#### EXERCISE INSTRUCTIONS:
Write the listing below out again exactly, though only as far as the line with "use serde::Serialize;", which is included.

*** Opening of INPUT MATERIAL ***

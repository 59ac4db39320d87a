//! HTTP surface: subscriber WebSocket plus health endpoints

use crate::metrics::RelayMetrics;
use crate::node::NodeContext;
use crate::relay::{socket, SubscriptionGateway};
use axum::{
    extract::{FromRef, State},
    http::StatusCode,
    response::IntoResponse,
    routing::get,
    Json, Router,
};
use serde::Serialize;
use std::sync::Arc;

/// Health check response
#[derive(Debug, Serialize)]
pub struct HealthResponse {
    pub status: &'static str,
    pub version: &'static str,
    pub network: String,
}

/// Readiness check response
#[derive(Debug, Serialize)]
pub struct ReadyResponse {
    pub ready: bool,
    pub node_type: &'static str,
    pub height: u32,
    pub head_hash: String,
    pub peers: usize,
    pub connections: usize,
    pub topics: usize,
}

/// Application state shared by all routes
#[derive(Clone)]
pub struct AppState {
    pub gateway: Arc<SubscriptionGateway>,
    pub node: NodeContext,
    pub metrics: Option<RelayMetrics>,
}

impl FromRef<AppState> for Arc<SubscriptionGateway> {
    fn from_ref(state: &AppState) -> Self {
        Arc::clone(&state.gateway)
    }
}

/// Create the relay router
pub fn router(state: AppState) -> Router {
    Router::new()
        .route("/ws", get(socket::ws_handler))
        .route("/health", get(health_handler))
        .route("/ready", get(ready_handler))
        .route("/metrics", get(metrics_handler))
        .with_state(state)
}

/// Health endpoint - always returns 200 if process is running
async fn health_handler(State(state): State<AppState>) -> impl IntoResponse {
    Json(HealthResponse {
        status: "healthy",
        version: env!("CARGO_PKG_VERSION"),
        network: state.node.genesis.network.clone(),
    })
}

/// Readiness endpoint - returns 200 once consensus is established
async fn ready_handler(State(state): State<AppState>) -> impl IntoResponse {
    let ready = state.node.consensus.is_established();
    let response = ReadyResponse {
        ready,
        node_type: state.node.node_type.as_str(),
        height: state.node.blockchain.height(),
        head_hash: state.node.blockchain.head_hash().to_hex(),
        peers: state.node.network.peer_count(),
        connections: state.gateway.connection_count(),
        topics: state.gateway.registry().topic_count(),
    };

    if ready {
        (StatusCode::OK, Json(response))
    } else {
        (StatusCode::SERVICE_UNAVAILABLE, Json(response))
    }
}

/// Metrics endpoint - returns Prometheus format metrics
async fn metrics_handler(State(state): State<AppState>) -> impl IntoResponse {
    let body = state.metrics.as_ref().map(RelayMetrics::render).unwrap_or_default();
    (
        StatusCode::OK,
        [(axum::http::header::CONTENT_TYPE, "text/plain; charset=utf-8")],
        body,
    )
}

*** Close of INPUT MATERIAL ***

#### EXPECTED ANSWER:
repository 59ac4db39320d87a
//! HTTP surface: subscriber WebSocket plus health endpoints

use crate::metrics::RelayMetrics;
use crate::node::NodeContext;
use crate::relay::{socket, SubscriptionGateway};
use axum::{
    extract::{FromRef, State},
    http::StatusCode,
    response::IntoResponse,
    routing::get,
    Json, Router,
};
use serde::Serialize;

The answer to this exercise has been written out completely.